_What this task involves_.
This exercise asks for every record to be output again exactly.

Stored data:
◆ ◆ ◆ ◆ ◆ ◆ ◆
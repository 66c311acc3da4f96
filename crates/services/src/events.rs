//! Single entry point for the presentation layer.
//!
//! Every control on the page maps to one [`PageEvent`]. Admin-only events
//! reaching a session without the capability are reported as
//! [`EventOutcome::Unavailable`]: the control does not exist for that user.

use domains::{DomainError, DraftField, NotificationSink, PostId, Tab};
use tracing::debug;

use crate::capability::AdminCapability;
use crate::page::{AdminRequest, ForumPage};

#[derive(Debug, Clone, PartialEq, Eq)]
pub enum PageEvent {
    SelectTab(Tab),
    OpenCreateDialog,
    CloseCreateDialog,
    UpdateDraft(DraftField),
    SubmitDraft,
    RequestAdminAction(AdminRequest),
    CancelAdminAction,
    ConfirmDelete,
    ConfirmBan,
    SaveFilterSettings,
}

impl PageEvent {
    pub fn requires_admin(&self) -> bool {
        matches!(
            self,
            PageEvent::SelectTab(Tab::Admin)
                | PageEvent::OpenCreateDialog
                | PageEvent::SubmitDraft
                | PageEvent::RequestAdminAction(_)
                | PageEvent::ConfirmDelete
                | PageEvent::ConfirmBan
                | PageEvent::SaveFilterSettings
        )
    }
}

#[derive(Debug, Clone, PartialEq, Eq)]
pub enum EventOutcome {
    Applied,
    Created(PostId),
    /// `None` when the pending delete had nothing to remove.
    Deleted(Option<PostId>),
    /// The control behind this event is not shown to the current session.
    Unavailable,
}

impl<N: NotificationSink> ForumPage<N> {
    pub fn update(
        &mut self,
        admin: Option<&AdminCapability>,
        event: PageEvent,
    ) -> Result<EventOutcome, DomainError> {
        debug!(?event, "page event");
        let admin = match (admin, event.requires_admin()) {
            (None, true) => return Ok(EventOutcome::Unavailable),
            (admin, _) => admin,
        };

        match event {
            PageEvent::SelectTab(tab) => match (tab.section(), admin) {
                (Some(section), _) => self.select_section(section),
                (None, Some(admin)) => self.open_admin_panel(admin),
                (None, None) => return Ok(EventOutcome::Unavailable),
            },
            PageEvent::OpenCreateDialog => self.open_create_dialog(),
            PageEvent::CloseCreateDialog => self.close_create_dialog(),
            PageEvent::UpdateDraft(field) => self.update_draft(field),
            PageEvent::CancelAdminAction => self.cancel_admin_action(),
            admin_event => {
                let Some(admin) = admin else {
                    return Ok(EventOutcome::Unavailable);
                };
                return self.apply_admin_event(admin, admin_event);
            }
        }
        Ok(EventOutcome::Applied)
    }

    fn apply_admin_event(
        &mut self,
        admin: &AdminCapability,
        event: PageEvent,
    ) -> Result<EventOutcome, DomainError> {
        match event {
            PageEvent::SubmitDraft => self.submit_draft(admin).map(EventOutcome::Created),
            PageEvent::RequestAdminAction(request) => self
                .request_admin_action(admin, request)
                .map(|()| EventOutcome::Applied),
            PageEvent::ConfirmDelete => {
                let removed = self.confirm_delete(admin);
                Ok(EventOutcome::Deleted(removed.first().map(|p| p.id)))
            }
            PageEvent::ConfirmBan => Ok(applied_if(self.confirm_ban(admin))),
            PageEvent::SaveFilterSettings => Ok(applied_if(self.save_filter_settings(admin))),
            _ => Ok(EventOutcome::Applied),
        }
    }
}

fn applied_if(done: bool) -> EventOutcome {
    if done {
        EventOutcome::Applied
    } else {
        EventOutcome::Unavailable
    }
}
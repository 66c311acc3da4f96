//! # forum-page
//!
//! Mounts one forum page session and drives it from stdin, one command per
//! line. Toasts are printed after each command and mirrored to the log.

use std::io::{self, BufRead, Write};
use std::sync::Arc;

use anyhow::Context;
use api_adapters::{execute, parse, render_page, Reply};
use configs::{LogFormat, Settings};
use notify_adapters::{Fanout, ToastLog, TracingSink};
use services::{ForumPage, PageOptions};
use storage_adapters::Seed;
use tracing::{info, warn};
use tracing_subscriber::EnvFilter;

fn main() -> anyhow::Result<()> {
    let settings = Settings::load().context("loading settings")?;
    init_tracing(&settings);

    let seed = match &settings.seed_path {
        Some(path) => {
            let raw = std::fs::read_to_string(path)
                .with_context(|| format!("reading seed {}", path.display()))?;
            Seed::from_json(&raw).with_context(|| format!("parsing seed {}", path.display()))?
        }
        None => Seed::load_default().context("parsing bundled seed")?,
    };

    let toasts = Arc::new(ToastLog::new());
    let sink = Fanout::new(Arc::clone(&toasts), TracingSink);
    let options = PageOptions {
        is_admin: settings.is_admin,
        id_strategy: settings.id_strategy,
        locale: settings.locale,
    };
    let (mut page, admin) = ForumPage::start(seed.posts, seed.users, sink, options);

    let stdout = io::stdout();
    let mut out = stdout.lock();
    writeln!(out, "{}", render_page(&page)?)?;
    write!(out, "> ")?;
    out.flush()?;

    for line in io::stdin().lock().lines() {
        let line = line.context("reading stdin")?;
        if line.trim().is_empty() {
            write!(out, "> ")?;
            out.flush()?;
            continue;
        }

        let reply = parse(&line)
            .map_err(anyhow::Error::from)
            .and_then(|command| Ok(execute(&mut page, admin.as_ref(), command)?));
        match reply {
            Ok(Reply::Quit) => break,
            Ok(Reply::Help(text)) => writeln!(out, "{text}")?,
            Ok(Reply::Page(text)) => writeln!(out, "{text}")?,
            Ok(Reply::Outcome(outcome)) => {
                info!(?outcome, "command applied");
                writeln!(out, "{}", render_page(&page)?)?;
            }
            Err(err) => {
                warn!(%err, "command rejected");
                writeln!(out, "! {err}")?;
            }
        }

        for toast in toasts.drain() {
            writeln!(out, "* {}: {}", toast.title, toast.description)?;
        }
        write!(out, "> ")?;
        out.flush()?;
    }

    info!(posts = page.posts().len(), "session closed");
    Ok(())
}

fn init_tracing(settings: &Settings) {
    let filter = EnvFilter::try_from_default_env()
        .unwrap_or_else(|_| EnvFilter::new(&settings.log.filter));
    let builder = tracing_subscriber::fmt()
        .with_env_filter(filter)
        .with_writer(io::stderr);
    match settings.log.format {
        LogFormat::Json => builder.json().init(),
        LogFormat::Pretty => builder.init(),
    }
}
◆ ◆ ◆ ◆ ◆ ◆ ◆
_Worked solution_.
repository 66c311acc3da4f96
filename crates/services/src/events.rs
//! Single entry point for the presentation layer.
//!
//! Every control on the page maps to one [`PageEvent`]. Admin-only events
//! reaching a session without the capability are reported as
//! [`EventOutcome::Unavailable`]: the control does not exist for that user.

use domains::{DomainError, DraftField, NotificationSink, PostId, Tab};
use tracing::debug;

use crate::capability::AdminCapability;
use crate::page::{AdminRequest, ForumPage};

#[derive(Debug, Clone, PartialEq, Eq)]
pub enum PageEvent {
    SelectTab(Tab),
    OpenCreateDialog,
    CloseCreateDialog,
    UpdateDraft(DraftField),
    SubmitDraft,
    RequestAdminAction(AdminRequest),
    CancelAdminAction,
    ConfirmDelete,
    ConfirmBan,
    SaveFilterSettings,
}

impl PageEvent {
    pub fn requires_admin(&self) -> bool {
        matches!(
            self,
            PageEvent::SelectTab(Tab::Admin)
                | PageEvent::OpenCreateDialog
                | PageEvent::SubmitDraft
                | PageEvent::RequestAdminAction(_)
                | PageEvent::ConfirmDelete
                | PageEvent::ConfirmBan
                | PageEvent::SaveFilterSettings
        )
    }
}

#[derive(Debug, Clone, PartialEq, Eq)]
pub enum EventOutcome {
    Applied,
    Created(PostId),
    /// `None` when the pending delete had nothing to remove.
    Deleted(Option<PostId>),
    /// The control behind this event is not shown to the current session.
    Unavailable,
}

impl<N: NotificationSink> ForumPage<N> {
    pub fn update(
        &mut self,
        admin: Option<&AdminCapability>,
        event: PageEvent,
    ) -> Result<EventOutcome, DomainError> {
        debug!(?event, "page event");
        let admin = match (admin, event.requires_admin()) {
            (None, true) => return Ok(EventOutcome::Unavailable),
            (admin, _) => admin,
        };

        match event {
            PageEvent::SelectTab(tab) => match (tab.section(), admin) {
                (Some(section), _) => self.select_section(section),
                (None, Some(admin)) => self.open_admin_panel(admin),
                (None, None) => return Ok(EventOutcome::Unavailable),
            },
            PageEvent::OpenCreateDialog => self.open_create_dialog(),
            PageEvent::CloseCreateDialog => self.close_create_dialog(),
            PageEvent::UpdateDraft(field) => self.update_draft(field),
            PageEvent::CancelAdminAction => self.cancel_admin_action(),
            admin_event => {
                let Some(admin) = admin else {
                    return Ok(EventOutcome::Unavailable);
                };
                return self.apply_admin_event(admin, admin_event);
            }
        }
        Ok(EventOutcome::Applied)
    }

    fn apply_admin_event(
        &mut self,
        admin: &AdminCapability,
        event: PageEvent,
    ) -> Result<EventOutcome, DomainError> {
        match event {
            PageEvent::SubmitDraft => self.submit_draft(admin).map(EventOutcome::Created),
            PageEvent::RequestAdminAction(request) => self
                .request_admin_action(admin, request)
                .map(|()| EventOutcome::Applied),
            PageEvent::ConfirmDelete => {
                let removed = self.confirm_delete(admin);
                Ok(EventOutcome::Deleted(removed.first().map(|p| p.id)))
            }
            PageEvent::ConfirmBan => Ok(applied_if(self.confirm_ban(admin))),
            PageEvent::SaveFilterSettings => Ok(applied_if(self.save_filter_settings(admin))),
            _ => Ok(EventOutcome::Applied),
        }
    }
}

fn applied_if(done: bool) -> EventOutcome {
    if done {
        EventOutcome::Applied
    } else {
        EventOutcome::Unavailable
    }
}
repository 66c311acc3da4f96
//! # forum-page
//!
//! Mounts one forum page session and drives it from stdin, one command per
//! line. Toasts are printed after each command and mirrored to the log.

use std::io::{self, BufRead, Write};
use std::sync::Arc;

use anyhow::Context;
use api_adapters::{execute, parse, render_page, Reply};
use configs::{LogFormat, Settings};
use notify_adapters::{Fanout, ToastLog, TracingSink};
use services::{ForumPage, PageOptions};
use storage_adapters::Seed;
use tracing::{info, warn};
use tracing_subscriber::EnvFilter;

fn main() -> anyhow::Result<()> {
    let settings = Settings::load().context("loading settings")?;
    init_tracing(&settings);

    let seed = match &settings.seed_path {
        Some(path) => {
            let raw = std::fs::read_to_string(path)
                .with_context(|| format!("reading seed {}", path.display()))?;
            Seed::from_json(&raw).with_context(|| format!("parsing seed {}", path.display()))?
        }
        None => Seed::load_default().context("parsing bundled seed")?,
    };

    let toasts = Arc::new(ToastLog::new());
    let sink = Fanout::new(Arc::clone(&toasts), TracingSink);
    let options = PageOptions {
        is_admin: settings.is_admin,
        id_strategy: settings.id_strategy,
        locale: settings.locale,
    };
    let (mut page, admin) = ForumPage::start(seed.posts, seed.users, sink, options);

    let stdout = io::stdout();
    let mut out = stdout.lock();
    writeln!(out, "{}", render_page(&page)?)?;
    write!(out, "> ")?;
    out.flush()?;

    for line in io::stdin().lock().lines() {
        let line = line.context("reading stdin")?;
        if line.trim().is_empty() {
            write!(out, "> ")?;
            out.flush()?;
            continue;
        }

        let reply = parse(&line)
            .map_err(anyhow::Error::from)
            .and_then(|command| Ok(execute(&mut page, admin.as_ref(), command)?));
        match reply {
            Ok(Reply::Quit) => break,
            Ok(Reply::Help(text)) => writeln!(out, "{text}")?,
            Ok(Reply::Page(text)) => writeln!(out, "{text}")?,
            Ok(Reply::Outcome(outcome)) => {
                info!(?outcome, "command applied");
                writeln!(out, "{}", render_page(&page)?)?;
            }
            Err(err) => {
                warn!(%err, "command rejected");
                writeln!(out, "! {err}")?;
            }
        }

        for toast in toasts.drain() {
            writeln!(out, "* {}: {}", toast.title, toast.description)?;
        }
        write!(out, "> ")?;
        out.flush()?;
    }

    info!(posts = page.posts().len(), "session closed");
    Ok(())
}

fn init_tracing(settings: &Settings) {
    let filter = EnvFilter::try_from_default_env()
        .unwrap_or_else(|_| EnvFilter::new(&settings.log.filter));
    let builder = tracing_subscriber::fmt()
        .with_env_filter(filter)
        .with_writer(io::stderr);
    match settings.log.format {
        LogFormat::Json => builder.json().init(),
        LogFormat::Pretty => builder.init(),
    }
}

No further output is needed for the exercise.